WHAT THE TASK REQUIRES: Give back an exact copy of the lines from the start of the material through the line bearing "use crate::importer::qa_importer_trait::FieldMapper as". Include both ends and nothing else.
(ENTRIES PROVIDED begins)
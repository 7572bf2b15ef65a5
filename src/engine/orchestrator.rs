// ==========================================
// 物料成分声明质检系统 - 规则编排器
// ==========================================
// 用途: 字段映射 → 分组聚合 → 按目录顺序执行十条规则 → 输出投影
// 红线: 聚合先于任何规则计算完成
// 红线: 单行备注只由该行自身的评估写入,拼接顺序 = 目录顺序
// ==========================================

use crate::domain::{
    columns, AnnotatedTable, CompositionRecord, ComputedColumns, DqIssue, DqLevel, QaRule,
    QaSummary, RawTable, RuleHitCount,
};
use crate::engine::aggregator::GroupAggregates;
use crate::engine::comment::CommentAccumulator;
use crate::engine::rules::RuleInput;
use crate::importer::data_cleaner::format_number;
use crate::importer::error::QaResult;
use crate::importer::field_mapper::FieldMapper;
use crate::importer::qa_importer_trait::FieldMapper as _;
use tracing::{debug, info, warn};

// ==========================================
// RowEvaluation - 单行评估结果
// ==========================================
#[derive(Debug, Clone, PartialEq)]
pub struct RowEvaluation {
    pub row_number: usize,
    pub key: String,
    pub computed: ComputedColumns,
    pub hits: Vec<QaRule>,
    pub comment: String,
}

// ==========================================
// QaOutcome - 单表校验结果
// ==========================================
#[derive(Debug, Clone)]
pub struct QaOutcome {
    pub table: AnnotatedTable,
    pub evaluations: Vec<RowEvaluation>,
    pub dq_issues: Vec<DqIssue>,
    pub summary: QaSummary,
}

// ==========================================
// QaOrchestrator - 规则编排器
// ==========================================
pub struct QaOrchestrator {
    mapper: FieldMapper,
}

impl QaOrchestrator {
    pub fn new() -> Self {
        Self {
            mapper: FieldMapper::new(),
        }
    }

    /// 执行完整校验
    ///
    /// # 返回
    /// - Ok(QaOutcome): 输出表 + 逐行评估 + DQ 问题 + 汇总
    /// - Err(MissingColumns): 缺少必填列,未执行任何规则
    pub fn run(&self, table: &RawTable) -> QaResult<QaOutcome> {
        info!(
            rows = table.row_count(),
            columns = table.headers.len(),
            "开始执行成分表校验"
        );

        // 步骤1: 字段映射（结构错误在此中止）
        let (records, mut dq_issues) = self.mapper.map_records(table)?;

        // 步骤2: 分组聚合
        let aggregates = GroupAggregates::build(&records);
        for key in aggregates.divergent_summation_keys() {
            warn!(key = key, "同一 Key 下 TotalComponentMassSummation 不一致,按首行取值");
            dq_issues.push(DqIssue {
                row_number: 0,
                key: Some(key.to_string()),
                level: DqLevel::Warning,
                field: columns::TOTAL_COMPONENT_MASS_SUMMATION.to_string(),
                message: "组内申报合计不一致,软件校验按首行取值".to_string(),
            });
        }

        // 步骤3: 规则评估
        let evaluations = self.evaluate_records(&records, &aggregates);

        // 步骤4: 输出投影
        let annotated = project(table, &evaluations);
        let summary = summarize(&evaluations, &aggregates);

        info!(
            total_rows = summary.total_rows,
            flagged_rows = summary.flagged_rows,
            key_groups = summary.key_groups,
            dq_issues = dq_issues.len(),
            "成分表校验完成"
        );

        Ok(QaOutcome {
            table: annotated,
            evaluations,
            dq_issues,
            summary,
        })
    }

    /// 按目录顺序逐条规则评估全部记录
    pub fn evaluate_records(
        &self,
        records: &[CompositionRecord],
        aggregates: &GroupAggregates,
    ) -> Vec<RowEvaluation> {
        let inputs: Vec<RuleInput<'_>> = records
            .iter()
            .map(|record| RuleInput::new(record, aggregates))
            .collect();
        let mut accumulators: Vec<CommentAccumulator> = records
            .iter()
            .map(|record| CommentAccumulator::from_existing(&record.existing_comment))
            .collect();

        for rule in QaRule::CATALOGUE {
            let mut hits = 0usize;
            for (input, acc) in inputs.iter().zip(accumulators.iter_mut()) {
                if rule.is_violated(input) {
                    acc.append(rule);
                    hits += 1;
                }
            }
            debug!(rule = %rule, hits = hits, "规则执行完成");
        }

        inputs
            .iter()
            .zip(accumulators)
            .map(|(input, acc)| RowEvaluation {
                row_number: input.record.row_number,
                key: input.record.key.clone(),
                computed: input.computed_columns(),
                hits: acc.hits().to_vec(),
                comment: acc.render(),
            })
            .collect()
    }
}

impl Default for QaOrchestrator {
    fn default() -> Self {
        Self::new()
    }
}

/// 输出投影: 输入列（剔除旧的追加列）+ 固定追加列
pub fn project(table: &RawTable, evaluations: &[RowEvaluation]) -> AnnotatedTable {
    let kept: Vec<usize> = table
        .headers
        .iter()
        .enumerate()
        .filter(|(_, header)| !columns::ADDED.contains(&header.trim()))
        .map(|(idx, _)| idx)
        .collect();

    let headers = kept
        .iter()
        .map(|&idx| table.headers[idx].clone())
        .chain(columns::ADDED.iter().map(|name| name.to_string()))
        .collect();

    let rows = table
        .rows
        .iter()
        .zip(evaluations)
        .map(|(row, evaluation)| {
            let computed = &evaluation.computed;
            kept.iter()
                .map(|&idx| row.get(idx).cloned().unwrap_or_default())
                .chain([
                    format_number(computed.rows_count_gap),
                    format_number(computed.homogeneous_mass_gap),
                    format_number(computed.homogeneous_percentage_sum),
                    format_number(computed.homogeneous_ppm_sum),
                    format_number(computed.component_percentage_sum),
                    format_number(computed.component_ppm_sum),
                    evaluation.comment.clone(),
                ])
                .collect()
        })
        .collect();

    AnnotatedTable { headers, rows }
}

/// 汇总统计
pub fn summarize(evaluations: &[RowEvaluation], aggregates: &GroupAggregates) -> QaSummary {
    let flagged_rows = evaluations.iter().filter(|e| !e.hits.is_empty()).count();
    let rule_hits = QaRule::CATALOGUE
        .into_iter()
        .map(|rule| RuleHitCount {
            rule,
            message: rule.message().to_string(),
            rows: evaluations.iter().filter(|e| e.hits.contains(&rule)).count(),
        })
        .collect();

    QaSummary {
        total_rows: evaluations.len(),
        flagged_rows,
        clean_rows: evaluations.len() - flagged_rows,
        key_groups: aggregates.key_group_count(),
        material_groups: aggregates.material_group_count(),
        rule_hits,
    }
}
(ENTRIES PROVIDED ends)
YOUR SOLUTION:
repository 7572bf2b15ef65a5
filename src/engine/orchestrator.rs
// ==========================================
// 物料成分声明质检系统 - 规则编排器
// ==========================================
// 用途: 字段映射 → 分组聚合 → 按目录顺序执行十条规则 → 输出投影
// 红线: 聚合先于任何规则计算完成
// 红线: 单行备注只由该行自身的评估写入,拼接顺序 = 目录顺序
// ==========================================

use crate::domain::{
    columns, AnnotatedTable, CompositionRecord, ComputedColumns, DqIssue, DqLevel, QaRule,
    QaSummary, RawTable, RuleHitCount,
};
use crate::engine::aggregator::GroupAggregates;
use crate::engine::comment::CommentAccumulator;
use crate::engine::rules::RuleInput;
use crate::importer::data_cleaner::format_number;
use crate::importer::error::QaResult;
use crate::importer::field_mapper::FieldMapper;
use crate::importer::qa_importer_trait::FieldMapper as _;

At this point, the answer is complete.